:: Task brief ::
Among these records, which lines include "list"? Copy them out.

:: Data shown ::
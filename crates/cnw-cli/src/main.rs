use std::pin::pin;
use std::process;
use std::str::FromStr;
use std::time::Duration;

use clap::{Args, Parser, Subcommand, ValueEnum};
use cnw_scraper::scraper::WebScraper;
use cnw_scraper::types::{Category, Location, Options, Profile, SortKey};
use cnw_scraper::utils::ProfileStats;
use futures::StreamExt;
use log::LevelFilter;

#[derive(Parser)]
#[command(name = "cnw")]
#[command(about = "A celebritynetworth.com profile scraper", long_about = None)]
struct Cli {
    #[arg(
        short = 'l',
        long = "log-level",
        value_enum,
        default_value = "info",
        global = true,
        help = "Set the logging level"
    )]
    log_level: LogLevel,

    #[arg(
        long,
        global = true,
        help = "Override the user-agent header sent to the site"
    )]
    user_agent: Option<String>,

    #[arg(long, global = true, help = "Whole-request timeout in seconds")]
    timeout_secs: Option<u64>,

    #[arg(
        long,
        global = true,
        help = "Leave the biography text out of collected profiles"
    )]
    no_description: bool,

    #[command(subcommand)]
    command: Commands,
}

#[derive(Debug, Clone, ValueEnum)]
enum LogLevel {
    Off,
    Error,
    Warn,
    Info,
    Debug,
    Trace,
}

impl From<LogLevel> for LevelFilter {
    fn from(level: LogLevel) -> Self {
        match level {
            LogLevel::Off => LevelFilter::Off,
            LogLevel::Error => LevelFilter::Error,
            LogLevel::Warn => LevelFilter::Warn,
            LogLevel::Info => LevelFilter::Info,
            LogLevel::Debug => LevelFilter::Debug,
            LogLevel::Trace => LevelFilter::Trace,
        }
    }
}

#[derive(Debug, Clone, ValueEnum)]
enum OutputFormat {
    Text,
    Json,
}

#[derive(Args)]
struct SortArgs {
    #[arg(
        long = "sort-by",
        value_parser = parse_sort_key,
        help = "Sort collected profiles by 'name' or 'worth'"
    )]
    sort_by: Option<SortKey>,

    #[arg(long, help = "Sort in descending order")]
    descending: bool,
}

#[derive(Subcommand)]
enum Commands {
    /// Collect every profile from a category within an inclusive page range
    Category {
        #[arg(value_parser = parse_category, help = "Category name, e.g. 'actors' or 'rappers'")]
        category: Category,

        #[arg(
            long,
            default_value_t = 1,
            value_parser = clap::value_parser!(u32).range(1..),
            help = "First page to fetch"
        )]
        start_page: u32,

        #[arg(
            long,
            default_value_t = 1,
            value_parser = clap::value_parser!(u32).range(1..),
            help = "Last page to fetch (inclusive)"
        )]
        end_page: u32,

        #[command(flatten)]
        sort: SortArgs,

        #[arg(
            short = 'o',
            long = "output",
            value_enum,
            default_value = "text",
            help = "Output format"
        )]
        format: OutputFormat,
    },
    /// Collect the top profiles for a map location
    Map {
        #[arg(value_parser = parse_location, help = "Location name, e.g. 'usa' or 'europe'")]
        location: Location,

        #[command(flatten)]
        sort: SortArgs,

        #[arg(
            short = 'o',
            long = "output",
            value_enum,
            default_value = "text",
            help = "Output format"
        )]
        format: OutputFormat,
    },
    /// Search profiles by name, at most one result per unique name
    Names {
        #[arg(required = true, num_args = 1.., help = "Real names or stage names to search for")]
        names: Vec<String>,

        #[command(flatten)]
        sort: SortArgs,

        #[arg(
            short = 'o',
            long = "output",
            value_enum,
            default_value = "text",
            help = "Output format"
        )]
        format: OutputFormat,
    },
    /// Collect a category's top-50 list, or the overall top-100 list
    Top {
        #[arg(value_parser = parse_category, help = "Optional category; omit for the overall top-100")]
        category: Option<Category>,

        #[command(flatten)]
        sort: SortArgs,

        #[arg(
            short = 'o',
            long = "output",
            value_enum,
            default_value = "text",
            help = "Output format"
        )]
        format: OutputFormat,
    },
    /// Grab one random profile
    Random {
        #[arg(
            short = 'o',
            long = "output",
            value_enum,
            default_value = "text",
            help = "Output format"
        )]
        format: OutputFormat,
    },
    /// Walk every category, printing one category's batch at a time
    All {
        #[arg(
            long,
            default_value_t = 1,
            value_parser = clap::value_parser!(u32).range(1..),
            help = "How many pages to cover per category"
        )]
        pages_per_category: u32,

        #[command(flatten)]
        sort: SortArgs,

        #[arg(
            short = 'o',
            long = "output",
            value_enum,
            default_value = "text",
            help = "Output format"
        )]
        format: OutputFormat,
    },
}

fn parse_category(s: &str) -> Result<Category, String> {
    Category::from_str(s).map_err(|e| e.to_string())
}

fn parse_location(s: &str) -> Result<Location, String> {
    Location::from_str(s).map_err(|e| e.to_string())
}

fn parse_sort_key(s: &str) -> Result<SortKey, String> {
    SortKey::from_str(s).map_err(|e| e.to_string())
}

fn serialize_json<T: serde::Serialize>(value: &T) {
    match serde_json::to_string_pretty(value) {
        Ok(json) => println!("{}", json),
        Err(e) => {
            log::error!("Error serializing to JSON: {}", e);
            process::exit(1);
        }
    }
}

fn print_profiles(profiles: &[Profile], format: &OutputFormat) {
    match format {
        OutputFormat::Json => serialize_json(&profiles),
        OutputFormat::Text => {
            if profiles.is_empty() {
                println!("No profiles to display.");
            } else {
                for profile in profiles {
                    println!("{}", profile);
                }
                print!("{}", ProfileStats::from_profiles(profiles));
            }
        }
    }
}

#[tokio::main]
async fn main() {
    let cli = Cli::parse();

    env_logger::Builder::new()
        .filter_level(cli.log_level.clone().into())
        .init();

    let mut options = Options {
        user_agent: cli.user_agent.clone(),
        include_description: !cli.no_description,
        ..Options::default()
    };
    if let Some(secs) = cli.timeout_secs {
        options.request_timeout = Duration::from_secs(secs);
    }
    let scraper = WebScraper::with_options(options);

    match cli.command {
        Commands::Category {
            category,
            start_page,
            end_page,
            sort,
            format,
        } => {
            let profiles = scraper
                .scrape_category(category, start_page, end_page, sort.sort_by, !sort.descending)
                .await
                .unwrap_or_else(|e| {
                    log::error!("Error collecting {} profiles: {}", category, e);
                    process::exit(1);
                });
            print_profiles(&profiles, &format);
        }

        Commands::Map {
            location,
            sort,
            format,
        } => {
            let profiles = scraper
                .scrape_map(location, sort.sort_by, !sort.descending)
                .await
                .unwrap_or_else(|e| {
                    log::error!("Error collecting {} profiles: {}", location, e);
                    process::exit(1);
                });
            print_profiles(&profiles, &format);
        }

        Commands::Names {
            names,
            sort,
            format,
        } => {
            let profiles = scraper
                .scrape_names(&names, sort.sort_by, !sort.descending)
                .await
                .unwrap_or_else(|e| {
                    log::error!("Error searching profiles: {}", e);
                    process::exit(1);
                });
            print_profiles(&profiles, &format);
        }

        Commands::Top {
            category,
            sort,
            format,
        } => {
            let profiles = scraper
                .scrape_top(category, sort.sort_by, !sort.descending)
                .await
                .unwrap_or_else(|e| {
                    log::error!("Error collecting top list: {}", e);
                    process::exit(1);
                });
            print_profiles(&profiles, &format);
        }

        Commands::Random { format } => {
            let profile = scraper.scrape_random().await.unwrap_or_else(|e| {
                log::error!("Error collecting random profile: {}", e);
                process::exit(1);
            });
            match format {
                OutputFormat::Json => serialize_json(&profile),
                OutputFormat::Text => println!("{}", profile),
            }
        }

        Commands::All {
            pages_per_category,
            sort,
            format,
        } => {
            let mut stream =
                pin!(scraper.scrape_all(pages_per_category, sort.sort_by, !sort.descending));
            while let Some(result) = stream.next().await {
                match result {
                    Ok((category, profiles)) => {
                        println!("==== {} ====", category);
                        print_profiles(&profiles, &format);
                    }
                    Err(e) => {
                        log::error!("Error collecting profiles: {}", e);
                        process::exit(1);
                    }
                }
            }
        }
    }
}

:: Output ::
    /// Collect a category's top-50 list, or the overall top-100 list
                    log::error!("Error collecting top list: {}", e);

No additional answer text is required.